(Recorded data)
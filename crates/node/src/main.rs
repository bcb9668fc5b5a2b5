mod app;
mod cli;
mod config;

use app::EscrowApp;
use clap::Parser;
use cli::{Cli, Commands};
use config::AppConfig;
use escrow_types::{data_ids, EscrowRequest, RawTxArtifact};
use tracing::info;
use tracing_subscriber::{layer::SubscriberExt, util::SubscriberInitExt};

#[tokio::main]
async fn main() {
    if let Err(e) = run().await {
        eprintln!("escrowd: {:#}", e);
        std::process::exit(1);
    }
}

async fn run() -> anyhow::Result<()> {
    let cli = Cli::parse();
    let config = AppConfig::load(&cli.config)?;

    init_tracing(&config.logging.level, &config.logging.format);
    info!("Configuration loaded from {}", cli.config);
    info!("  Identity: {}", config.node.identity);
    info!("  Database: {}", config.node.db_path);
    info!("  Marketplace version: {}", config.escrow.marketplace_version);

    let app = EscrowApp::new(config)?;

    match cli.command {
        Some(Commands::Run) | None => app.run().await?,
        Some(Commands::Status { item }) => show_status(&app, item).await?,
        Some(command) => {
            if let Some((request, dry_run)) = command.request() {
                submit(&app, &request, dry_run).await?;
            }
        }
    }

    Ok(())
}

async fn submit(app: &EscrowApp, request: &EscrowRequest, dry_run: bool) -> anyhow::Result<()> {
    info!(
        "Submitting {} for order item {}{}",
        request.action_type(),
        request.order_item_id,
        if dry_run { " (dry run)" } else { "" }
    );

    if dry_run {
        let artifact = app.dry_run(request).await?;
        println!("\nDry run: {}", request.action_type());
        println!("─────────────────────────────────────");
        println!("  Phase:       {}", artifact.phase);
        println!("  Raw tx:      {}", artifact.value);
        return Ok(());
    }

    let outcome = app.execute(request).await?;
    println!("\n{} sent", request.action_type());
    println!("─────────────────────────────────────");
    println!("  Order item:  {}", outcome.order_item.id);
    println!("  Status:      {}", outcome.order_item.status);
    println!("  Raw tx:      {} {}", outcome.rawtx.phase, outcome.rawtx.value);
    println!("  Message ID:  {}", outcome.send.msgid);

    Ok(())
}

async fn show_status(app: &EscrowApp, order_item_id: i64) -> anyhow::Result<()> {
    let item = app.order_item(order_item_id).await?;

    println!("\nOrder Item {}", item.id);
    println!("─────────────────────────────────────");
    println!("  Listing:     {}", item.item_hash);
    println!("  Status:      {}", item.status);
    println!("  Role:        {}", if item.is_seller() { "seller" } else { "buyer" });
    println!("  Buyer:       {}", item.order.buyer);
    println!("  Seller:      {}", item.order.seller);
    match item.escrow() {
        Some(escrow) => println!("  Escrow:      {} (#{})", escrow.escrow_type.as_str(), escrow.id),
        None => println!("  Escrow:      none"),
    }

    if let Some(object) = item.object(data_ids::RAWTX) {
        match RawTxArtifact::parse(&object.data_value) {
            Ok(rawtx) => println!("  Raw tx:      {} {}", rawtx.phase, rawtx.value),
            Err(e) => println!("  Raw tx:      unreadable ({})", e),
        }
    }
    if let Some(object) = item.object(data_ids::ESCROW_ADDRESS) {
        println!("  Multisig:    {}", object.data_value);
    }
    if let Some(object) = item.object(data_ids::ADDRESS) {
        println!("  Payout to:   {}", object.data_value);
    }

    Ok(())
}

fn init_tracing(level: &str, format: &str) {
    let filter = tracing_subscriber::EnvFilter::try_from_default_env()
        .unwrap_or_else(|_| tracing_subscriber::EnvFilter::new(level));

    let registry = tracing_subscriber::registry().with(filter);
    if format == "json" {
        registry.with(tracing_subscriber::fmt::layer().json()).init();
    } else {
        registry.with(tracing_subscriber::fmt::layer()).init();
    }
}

...

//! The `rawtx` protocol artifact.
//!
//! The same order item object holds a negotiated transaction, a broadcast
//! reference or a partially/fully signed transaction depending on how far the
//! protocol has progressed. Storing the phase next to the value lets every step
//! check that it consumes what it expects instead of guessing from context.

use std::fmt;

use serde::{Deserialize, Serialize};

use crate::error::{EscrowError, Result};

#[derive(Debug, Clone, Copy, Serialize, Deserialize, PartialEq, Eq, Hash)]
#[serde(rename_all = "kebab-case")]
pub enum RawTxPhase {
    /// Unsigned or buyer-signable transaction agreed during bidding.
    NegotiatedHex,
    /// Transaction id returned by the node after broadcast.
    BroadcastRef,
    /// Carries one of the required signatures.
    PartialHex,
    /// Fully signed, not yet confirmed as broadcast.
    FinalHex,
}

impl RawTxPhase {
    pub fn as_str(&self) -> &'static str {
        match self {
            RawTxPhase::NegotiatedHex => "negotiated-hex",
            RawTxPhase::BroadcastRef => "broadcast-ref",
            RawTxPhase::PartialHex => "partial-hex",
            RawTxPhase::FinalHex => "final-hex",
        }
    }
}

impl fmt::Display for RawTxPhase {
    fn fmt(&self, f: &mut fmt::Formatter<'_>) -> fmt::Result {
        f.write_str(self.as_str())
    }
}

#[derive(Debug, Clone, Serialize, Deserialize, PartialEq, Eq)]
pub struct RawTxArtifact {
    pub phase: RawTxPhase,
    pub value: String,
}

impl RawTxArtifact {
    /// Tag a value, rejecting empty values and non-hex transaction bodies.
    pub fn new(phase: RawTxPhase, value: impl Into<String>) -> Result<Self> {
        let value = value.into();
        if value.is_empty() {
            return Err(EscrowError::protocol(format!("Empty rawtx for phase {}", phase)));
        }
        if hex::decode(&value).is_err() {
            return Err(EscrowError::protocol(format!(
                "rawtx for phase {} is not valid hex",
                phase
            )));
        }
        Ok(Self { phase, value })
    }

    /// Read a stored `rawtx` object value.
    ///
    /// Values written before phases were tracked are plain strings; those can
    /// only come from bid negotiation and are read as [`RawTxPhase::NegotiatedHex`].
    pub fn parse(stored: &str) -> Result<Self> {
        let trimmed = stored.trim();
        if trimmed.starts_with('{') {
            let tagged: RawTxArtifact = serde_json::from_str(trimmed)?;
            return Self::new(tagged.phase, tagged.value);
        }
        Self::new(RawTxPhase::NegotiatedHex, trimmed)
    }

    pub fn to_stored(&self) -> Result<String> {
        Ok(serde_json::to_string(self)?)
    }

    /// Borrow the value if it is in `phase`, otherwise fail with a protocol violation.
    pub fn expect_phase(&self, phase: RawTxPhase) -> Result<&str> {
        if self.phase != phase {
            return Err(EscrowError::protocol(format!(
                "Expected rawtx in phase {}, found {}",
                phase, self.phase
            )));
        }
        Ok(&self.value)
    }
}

> TASK INSTRUCTIONS: For each line of the data that has the word "async", report that line.

> YOUR RESPONSE:
async fn main() {
async fn run() -> anyhow::Result<()> {
async fn submit(app: &EscrowApp, request: &EscrowRequest, dry_run: bool) -> anyhow::Result<()> {
async fn show_status(app: &EscrowApp, order_item_id: i64) -> anyhow::Result<()> {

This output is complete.